* _Brief_:
Provide the data again in its entirety, exactly as given.

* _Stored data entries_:

//! Per-resource staleness state machine
//!
//! One [`ResourceCache`] per logical resource kind. The map is guarded by a
//! single mutex; every read-modify-write goes through it. The lock is never
//! held across the remote fetch, so concurrent refreshes of the same key may
//! overlap and the last successful writer wins.

use std::collections::HashMap;
use std::fmt::{Debug, Display};
use std::hash::Hash;
use std::sync::{Mutex, MutexGuard, PoisonError};
use std::time::Instant;

use tracing::{debug, warn};

use super::entry::{CacheEntry, CachePolicy, Freshness};

/// Whether a read may be served from a fresh entry
#[derive(Debug, Clone, Copy, PartialEq, Eq)]
pub enum RefreshMode {
    /// Fetch only when the entry is missing or older than the poll interval
    IfStale,
    /// Always fetch; used by the background refresher
    Force,
}

/// Outcome of a single [`ResourceCache::get`], for logging and tests
#[derive(Debug, Clone, Copy, PartialEq, Eq)]
pub enum ReadOutcome {
    /// Served from the entry without a fetch
    Hit,
    /// Fetched and stored a new value
    Refreshed,
    /// Fetch failed; the previous value was still within the invalid timeout
    StaleTolerated,
}

/// Cached values of one resource kind, keyed by `K`.
///
/// Singleton resources use `K = ()`.
#[derive(Debug)]
pub struct ResourceCache<K, V> {
    name: &'static str,
    entries: Mutex<HashMap<K, CacheEntry<V>>>,
}

impl<K, V> ResourceCache<K, V>
where
    K: Eq + Hash + Clone + Debug,
    V: Clone,
{
    pub fn new(name: &'static str) -> Self {
        Self {
            name,
            entries: Mutex::new(HashMap::new()),
        }
    }

    /// Resource name used in logs
    pub fn name(&self) -> &'static str {
        self.name
    }

    // A panic elsewhere cannot leave a half-written entry: every write is a
    // single insert, so the map is still consistent after poisoning.
    fn lock(&self) -> MutexGuard<'_, HashMap<K, CacheEntry<V>>> {
        self.entries.lock().unwrap_or_else(PoisonError::into_inner)
    }

    /// Current entry for `key`, whatever its age
    pub fn peek(&self, key: &K) -> Option<CacheEntry<V>> {
        self.lock().get(key).cloned()
    }

    /// Keys that have been fetched successfully at least once
    pub fn keys(&self) -> Vec<K> {
        self.lock().keys().cloned().collect()
    }

    pub fn len(&self) -> usize {
        self.lock().len()
    }

    pub fn is_empty(&self) -> bool {
        self.lock().is_empty()
    }

    fn store(&self, key: &K, value: V) {
        self.lock().insert(key.clone(), CacheEntry::new(value));
    }

    /// Read `key`, refreshing through `fetch` when required by `mode` and `policy`.
    pub fn get<E, F>(
        &self,
        key: &K,
        policy: &CachePolicy,
        mode: RefreshMode,
        fetch: F,
    ) -> Result<V, E>
    where
        E: Display,
        F: FnOnce() -> Result<V, E>,
    {
        self.get_with_outcome(key, policy, mode, fetch)
            .map(|(value, _)| value)
    }

    /// Like [`ResourceCache::get`], also reporting how the value was obtained
    pub fn get_with_outcome<E, F>(
        &self,
        key: &K,
        policy: &CachePolicy,
        mode: RefreshMode,
        fetch: F,
    ) -> Result<(V, ReadOutcome), E>
    where
        E: Display,
        F: FnOnce() -> Result<V, E>,
    {
        if mode == RefreshMode::IfStale {
            if let Some(entry) = self.peek(key) {
                if policy.classify(entry.age_at(Instant::now())) == Freshness::Fresh {
                    return Ok((entry.value, ReadOutcome::Hit));
                }
            }
        }

        match fetch() {
            Ok(value) => {
                self.store(key, value.clone());
                debug!(
                    event = "lava.cache.refreshed",
                    resource = self.name,
                    key = ?key,
                );
                Ok((value, ReadOutcome::Refreshed))
            }
            Err(e) => {
                // Re-read: another thread may have refreshed the key while we fetched
                match self.peek(key) {
                    Some(entry) if policy.classify(entry.age()) != Freshness::Invalid => {
                        warn!(
                            event = "lava.cache.stale_tolerated",
                            resource = self.name,
                            key = ?key,
                            age_ms = entry.age().as_millis() as u64,
                            error = %e,
                        );
                        Ok((entry.value, ReadOutcome::StaleTolerated))
                    }
                    _ => Err(e),
                }
            }
        }
    }
}
//! Job definition preparation
//!
//! Fills in what the scheduler needs but callers usually leave out:
//! timeouts, priority and visibility.

mod options;
mod timeouts;

use lava_protocol::JobDefinition;

pub use options::{
    JobOptions, JobTimeouts, Priority, Visibility, DEFAULT_FLASH_DEPLOY_MINUTES,
    DEFAULT_HARDDISK_DEPLOY_MINUTES, DEFAULT_JOB_MINUTES, DEFAULT_KEXEC_DEPLOY_MINUTES,
    DEFAULT_QEMU_MINUTES, DEFAULT_STEP_MINUTES,
};
pub use timeouts::apply_default_timeouts;

/// Apply `options` to a definition ahead of submission
pub fn prepare(definition: &mut JobDefinition, options: &JobOptions) {
    apply_default_timeouts(definition, &options.timeouts);
    definition.priority = options.priority.as_str().to_string();
    definition.visibility = options.visibility.as_str().to_string();
}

* _Response below_:
//! Per-resource staleness state machine
//!
//! One [`ResourceCache`] per logical resource kind. The map is guarded by a
//! single mutex; every read-modify-write goes through it. The lock is never
//! held across the remote fetch, so concurrent refreshes of the same key may
//! overlap and the last successful writer wins.

use std::collections::HashMap;
use std::fmt::{Debug, Display};
use std::hash::Hash;
use std::sync::{Mutex, MutexGuard, PoisonError};
use std::time::Instant;

use tracing::{debug, warn};

use super::entry::{CacheEntry, CachePolicy, Freshness};

/// Whether a read may be served from a fresh entry
#[derive(Debug, Clone, Copy, PartialEq, Eq)]
pub enum RefreshMode {
    /// Fetch only when the entry is missing or older than the poll interval
    IfStale,
    /// Always fetch; used by the background refresher
    Force,
}

/// Outcome of a single [`ResourceCache::get`], for logging and tests
#[derive(Debug, Clone, Copy, PartialEq, Eq)]
pub enum ReadOutcome {
    /// Served from the entry without a fetch
    Hit,
    /// Fetched and stored a new value
    Refreshed,
    /// Fetch failed; the previous value was still within the invalid timeout
    StaleTolerated,
}

/// Cached values of one resource kind, keyed by `K`.
///
/// Singleton resources use `K = ()`.
#[derive(Debug)]
pub struct ResourceCache<K, V> {
    name: &'static str,
    entries: Mutex<HashMap<K, CacheEntry<V>>>,
}

impl<K, V> ResourceCache<K, V>
where
    K: Eq + Hash + Clone + Debug,
    V: Clone,
{
    pub fn new(name: &'static str) -> Self {
        Self {
            name,
            entries: Mutex::new(HashMap::new()),
        }
    }

    /// Resource name used in logs
    pub fn name(&self) -> &'static str {
        self.name
    }

    // A panic elsewhere cannot leave a half-written entry: every write is a
    // single insert, so the map is still consistent after poisoning.
    fn lock(&self) -> MutexGuard<'_, HashMap<K, CacheEntry<V>>> {
        self.entries.lock().unwrap_or_else(PoisonError::into_inner)
    }

    /// Current entry for `key`, whatever its age
    pub fn peek(&self, key: &K) -> Option<CacheEntry<V>> {
        self.lock().get(key).cloned()
    }

    /// Keys that have been fetched successfully at least once
    pub fn keys(&self) -> Vec<K> {
        self.lock().keys().cloned().collect()
    }

    pub fn len(&self) -> usize {
        self.lock().len()
    }

    pub fn is_empty(&self) -> bool {
        self.lock().is_empty()
    }

    fn store(&self, key: &K, value: V) {
        self.lock().insert(key.clone(), CacheEntry::new(value));
    }

    /// Read `key`, refreshing through `fetch` when required by `mode` and `policy`.
    pub fn get<E, F>(
        &self,
        key: &K,
        policy: &CachePolicy,
        mode: RefreshMode,
        fetch: F,
    ) -> Result<V, E>
    where
        E: Display,
        F: FnOnce() -> Result<V, E>,
    {
        self.get_with_outcome(key, policy, mode, fetch)
            .map(|(value, _)| value)
    }

    /// Like [`ResourceCache::get`], also reporting how the value was obtained
    pub fn get_with_outcome<E, F>(
        &self,
        key: &K,
        policy: &CachePolicy,
        mode: RefreshMode,
        fetch: F,
    ) -> Result<(V, ReadOutcome), E>
    where
        E: Display,
        F: FnOnce() -> Result<V, E>,
    {
        if mode == RefreshMode::IfStale {
            if let Some(entry) = self.peek(key) {
                if policy.classify(entry.age_at(Instant::now())) == Freshness::Fresh {
                    return Ok((entry.value, ReadOutcome::Hit));
                }
            }
        }

        match fetch() {
            Ok(value) => {
                self.store(key, value.clone());
                debug!(
                    event = "lava.cache.refreshed",
                    resource = self.name,
                    key = ?key,
                );
                Ok((value, ReadOutcome::Refreshed))
            }
            Err(e) => {
                // Re-read: another thread may have refreshed the key while we fetched
                match self.peek(key) {
                    Some(entry) if policy.classify(entry.age()) != Freshness::Invalid => {
                        warn!(
                            event = "lava.cache.stale_tolerated",
                            resource = self.name,
                            key = ?key,
                            age_ms = entry.age().as_millis() as u64,
                            error = %e,
                        );
                        Ok((entry.value, ReadOutcome::StaleTolerated))
                    }
                    _ => Err(e),
                }
            }
        }
    }
}
//! Job definition preparation
//!
//! Fills in what the scheduler needs but callers usually leave out:
//! timeouts, priority and visibility.

mod options;
mod timeouts;

use lava_protocol::JobDefinition;

pub use options::{
    JobOptions, JobTimeouts, Priority, Visibility, DEFAULT_FLASH_DEPLOY_MINUTES,
    DEFAULT_HARDDISK_DEPLOY_MINUTES, DEFAULT_JOB_MINUTES, DEFAULT_KEXEC_DEPLOY_MINUTES,
    DEFAULT_QEMU_MINUTES, DEFAULT_STEP_MINUTES,
};
pub use timeouts::apply_default_timeouts;

/// Apply `options` to a definition ahead of submission
pub fn prepare(definition: &mut JobDefinition, options: &JobOptions) {
    apply_default_timeouts(definition, &options.timeouts);
    definition.priority = options.priority.as_str().to_string();
    definition.visibility = options.visibility.as_str().to_string();
}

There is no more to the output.